3. Kit Usage Instructions 3.1 Sample Preparation Prepare antibodies/proteins for labelling 1) Buffer pH requirement: pH 6.5–8.5. 2) Buffer component requirements: Ideal buffers: PBS; HEPES; potassium salts; sodium salts. 3) Restricted components: Tris ≤ 50 mM / 0.6%; BSA ≤ 0.1%; Glycerol ≤ 10%. 4) Prohibited components: Arginine; Glutathione; DTT. Note: Should the buffer fail to meet requirements, sample dialysis in PBS is necessary. Microdialysis cups may be employed for small sample volumes. 5) Protein concentration must exceed 1 mg/mL, with 2 mg/mL being optimal. If concentration is too low, concentrate using an ultrafiltration tube. 3.2 Preparation of Dye Stock Solution Dissolve lyophilised powder using the dye dissolving solution. Add the dissolving solution to the dye and prepare for use. 1) Kit specification (50–200 μg): Add 25 μl; 2) Kit specification (200μg–1mg): Add 110μl. 3.3 Labelling Antibody (protein) quantity: Add the dissolved dye to the antibody/protein to be labelled* at a volume ratio of 1:10 (e.g., add 5μl dye per 50μg antibody/protein). Mix thoroughly, place in a light-protected bag, and incubate on a shaker or rotator for 30 minutes to 1 hour. ; *Minor flocculation may occur during addition; gently pipette several times and mix thoroughly; flocculation will dissipate. *Rotation for 30 minutes achieves 90% reaction efficiency; 3 hours yields >98% efficiency.
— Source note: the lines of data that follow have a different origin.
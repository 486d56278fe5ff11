pub mod divergence;
pub mod take_profit;
pub mod types;

pub use divergence::{Divergence, compute_divergence};
pub use take_profit::TakeProfitStrategy;
pub use types::{Branch, Rejection, StrategyDecision, StrategyInput};
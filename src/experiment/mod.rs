pub mod dispatcher;
pub mod table;
pub mod variant;

pub use dispatcher::{Dispatcher, PipelineOutcome, job_id};
pub use table::{ExperimentTable, VariantLoader};
pub use variant::{ForecastVariant, LlmVariant, ResearchPair};
use std::{env, fmt::Display, path::PathBuf, str::FromStr};

use anyhow::{Result, bail};
use tracing::info;

/// Secrets that must never ship as real values.
const PLACEHOLDER_SECRETS: &[&str] = &[
    "change-me-to-a-random-string",
    "dev-secret-change-me",
];

/// Process-wide configuration, read from the environment once at startup
/// and passed explicitly into every component that needs it.
pub struct Config {
    pub host: String,
    pub port: u16,
    pub db_path: PathBuf,
    pub access_token_secret: String,
    pub refresh_token_secret: String,
    pub access_ttl_mins: i64,
    pub refresh_ttl_days: i64,
    pub media_base_url: String,
    pub media_api_key: String,
    pub staging_dir: PathBuf,
}

impl Config {
    pub fn load() -> Result<Self> {
        Ok(Self {
            host: try_load("REEL_HOST", "0.0.0.0")?,
            port: try_load("REEL_PORT", "3000")?,
            db_path: env::var("REEL_DB_PATH")
                .unwrap_or_else(|_| "reel.db".into())
                .into(),
            access_token_secret: require_secret("REEL_ACCESS_TOKEN_SECRET")?,
            refresh_token_secret: require_secret("REEL_REFRESH_TOKEN_SECRET")?,
            access_ttl_mins: try_load("REEL_ACCESS_TTL_MINS", "15")?,
            refresh_ttl_days: try_load("REEL_REFRESH_TTL_DAYS", "7")?,
            media_base_url: env::var("REEL_MEDIA_BASE_URL")
                .unwrap_or_else(|_| "http://localhost:9000".into()),
            media_api_key: require_secret("REEL_MEDIA_API_KEY")?,
            staging_dir: env::var("REEL_STAGING_DIR")
                .unwrap_or_else(|_| "./media-staging".into())
                .into(),
        })
    }
}

fn require_secret(key: &str) -> Result<String> {
    let value = env::var(key).unwrap_or_default();
    if value.is_empty() || PLACEHOLDER_SECRETS.contains(&value.as_str()) {
        bail!("{key} is unset or still a placeholder; set it in your .env and restart");
    }
    Ok(value)
}

fn try_load<T: FromStr>(key: &str, default: &str) -> Result<T>
where
    T::Err: Display,
{
    let raw = env::var(key).unwrap_or_else(|_| {
        info!("{key} not set, using default: {default}");
        default.to_string()
    });
    raw.parse()
        .map_err(|e| anyhow::anyhow!("invalid {key} value '{raw}': {e}"))
}
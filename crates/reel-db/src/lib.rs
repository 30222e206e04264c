pub mod migrations;
pub mod models;
pub mod queries;

use anyhow::Result;
use rusqlite::Connection;
use std::path::Path;
use std::sync::Mutex;
use tracing::info;

/// True when the error is a UNIQUE-constraint violation. Lets callers turn
/// a duplicate-key insert that slipped past a pre-check into a conflict
/// response rather than a server error.
pub fn is_unique_violation(err: &anyhow::Error) -> bool {
    matches!(
        err.downcast_ref::<rusqlite::Error>(),
        Some(rusqlite::Error::SqliteFailure(e, _))
            if e.extended_code == rusqlite::ffi::SQLITE_CONSTRAINT_UNIQUE
    )
}

pub struct Database {
    conn: Mutex<Connection>,
}

impl Database {
    pub fn open(path: &Path) -> Result<Self> {
        let conn = Connection::open(path)?;

        // WAL mode for concurrent reads
        conn.pragma_update(None, "journal_mode", "WAL")?;
        conn.pragma_update(None, "foreign_keys", "ON")?;

        migrations::run(&conn)?;

        info!("Database opened at {}", path.display());
        Ok(Self {
            conn: Mutex::new(conn),
        })
    }

    /// In-memory database with the same schema. Used by tests.
    pub fn open_in_memory() -> Result<Self> {
        let conn = Connection::open_in_memory()?;
        conn.pragma_update(None, "foreign_keys", "ON")?;

        migrations::run(&conn)?;

        Ok(Self {
            conn: Mutex::new(conn),
        })
    }

    pub fn with_conn<F, T>(&self, f: F) -> Result<T>
    where
        F: FnOnce(&Connection) -> Result<T>,
    {
        let conn = self
            .conn
            .lock()
            .map_err(|e| anyhow::anyhow!("DB lock poisoned: {}", e))?;
        f(&conn)
    }

    pub fn with_conn_mut<F, T>(&self, f: F) -> Result<T>
    where
        F: FnOnce(&Connection) -> Result<T>,
    {
        let conn = self
            .conn
            .lock()
            .map_err(|e| anyhow::anyhow!("DB lock poisoned: {}", e))?;
        f(&conn)
    }
}
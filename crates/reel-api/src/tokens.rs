use anyhow::Result;
use chrono::{Duration, Utc};
use jsonwebtoken::{DecodingKey, EncodingKey, Header, Validation, decode, encode};
use uuid::Uuid;

use reel_types::api::{AccessClaims, RefreshClaims};

/// Issues and verifies the two token families.
///
/// Access tokens are short-lived and carry enough identity to serve a
/// request without a database lookup; refresh tokens are long-lived and
/// carry only the identity reference. Each family signs with its own
/// symmetric secret, so one can never stand in for the other. Tokens are
/// opaque strings to every other component.
#[derive(Clone)]
pub struct TokenIssuer {
    access_secret: String,
    refresh_secret: String,
    access_ttl: Duration,
    refresh_ttl: Duration,
}

impl TokenIssuer {
    pub fn new(
        access_secret: String,
        refresh_secret: String,
        access_ttl_mins: i64,
        refresh_ttl_days: i64,
    ) -> Self {
        Self {
            access_secret,
            refresh_secret,
            access_ttl: Duration::minutes(access_ttl_mins),
            refresh_ttl: Duration::days(refresh_ttl_days),
        }
    }

    pub fn issue_access(&self, user_id: Uuid, username: &str, email: &str) -> Result<String> {
        let now = Utc::now();
        let claims = AccessClaims {
            sub: user_id,
            username: username.to_string(),
            email: email.to_string(),
            iat: now.timestamp() as usize,
            exp: (now + self.access_ttl).timestamp() as usize,
        };

        Ok(encode(
            &Header::default(),
            &claims,
            &EncodingKey::from_secret(self.access_secret.as_bytes()),
        )?)
    }

    pub fn issue_refresh(&self, user_id: Uuid) -> Result<String> {
        let now = Utc::now();
        let claims = RefreshClaims {
            sub: user_id,
            jti: Uuid::new_v4(),
            iat: now.timestamp() as usize,
            exp: (now + self.refresh_ttl).timestamp() as usize,
        };

        Ok(encode(
            &Header::default(),
            &claims,
            &EncodingKey::from_secret(self.refresh_secret.as_bytes()),
        )?)
    }

    pub fn verify_access(&self, token: &str) -> Result<AccessClaims> {
        let data = decode::<AccessClaims>(
            token,
            &DecodingKey::from_secret(self.access_secret.as_bytes()),
            &Validation::default(),
        )?;
        Ok(data.claims)
    }

    pub fn verify_refresh(&self, token: &str) -> Result<RefreshClaims> {
        let data = decode::<RefreshClaims>(
            token,
            &DecodingKey::from_secret(self.refresh_secret.as_bytes()),
            &Validation::default(),
        )?;
        Ok(data.claims)
    }
}
use anyhow::{Context, Result, bail};
use serde::Deserialize;
use tracing::info;

use crate::staging::StagedFile;

#[derive(Debug, Clone, Copy, PartialEq, Eq)]
pub enum MediaKind {
    Image,
    Video,
}

impl MediaKind {
    pub fn as_str(self) -> &'static str {
        match self {
            MediaKind::Image => "image",
            MediaKind::Video => "video",
        }
    }
}

/// A stored asset on the media host.
#[derive(Debug, Clone, Deserialize)]
pub struct MediaAsset {
    pub url: String,
}

/// Thin client for the external media host.
///
/// One round trip per upload, no retry; callers abort their enclosing
/// operation on failure and discard the staged artifact.
pub struct MediaClient {
    http: reqwest::Client,
    base_url: String,
    api_key: String,
}

impl MediaClient {
    pub fn new(base_url: String, api_key: String) -> Self {
        Self {
            http: reqwest::Client::new(),
            base_url,
            api_key,
        }
    }

    pub async fn upload(&self, staged: &StagedFile, kind: MediaKind) -> Result<MediaAsset> {
        let data = tokio::fs::read(&staged.path)
            .await
            .context("staged file vanished before upload")?;

        let file_name = staged
            .path
            .file_name()
            .map(|n| n.to_string_lossy().into_owned())
            .unwrap_or_else(|| "upload".to_string());

        let form = reqwest::multipart::Form::new()
            .part("file", reqwest::multipart::Part::bytes(data).file_name(file_name));

        let resp = self
            .http
            .post(format!("{}/upload", self.base_url))
            .query(&[("kind", kind.as_str())])
            .bearer_auth(&self.api_key)
            .header("x-content-sha256", &staged.sha256)
            .multipart(form)
            .send()
            .await
            .context("media host unreachable")?;

        if !resp.status().is_success() {
            bail!("media host rejected upload: {}", resp.status());
        }

        let asset: MediaAsset = resp
            .json()
            .await
            .context("malformed media host response")?;

        info!("Uploaded {} bytes ({}) to media host: {}", staged.len, kind.as_str(), asset.url);
        Ok(asset)
    }
}

#[cfg(test)]
mod tests {
    use super::*;
    use crate::staging::Staging;
    use bytes::Bytes;

    #[test]
    fn kind_maps_to_query_value() {
        assert_eq!(MediaKind::Image.as_str(), "image");
        assert_eq!(MediaKind::Video.as_str(), "video");
    }

    #[tokio::test]
    async fn unreachable_host_fails_and_store_discards_artifact() {
        let dir = std::env::temp_dir().join(format!("reel-client-test-{}", uuid::Uuid::new_v4()));
        let staging = Staging::new(dir.clone()).await.unwrap();
        // Reserved port, nothing listening.
        let client = MediaClient::new("http://127.0.0.1:1".into(), "test-key".into());

        let result = crate::store(&staging, &client, Bytes::from_static(b"clip"), MediaKind::Video).await;
        assert!(result.is_err());

        // The staged temp file must be gone even though the upload failed.
        let mut entries = tokio::fs::read_dir(&dir).await.unwrap();
        assert!(entries.next_entry().await.unwrap().is_none());
    }
}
To enhance efficiency, extend reaction time or incubate overnight at 4°C. 3.4 Purification 3.4.1 Purification Column Preparation Remove the sealing foil. Centrifuge at 1000 g for 2 minutes. Discard the supernatant from the outer tube. Transfer the inner tube of the purification column to a 1.5 ml collection tube and set aside. 3.4.2 Collection After brief centrifugation, transfer the entire contents to the inner tube of the purification column. Allow to stand for 1 minute, then centrifuge at 1000 g for 2 minutes. Collect the labelled product and discard the inner tube of the purification column.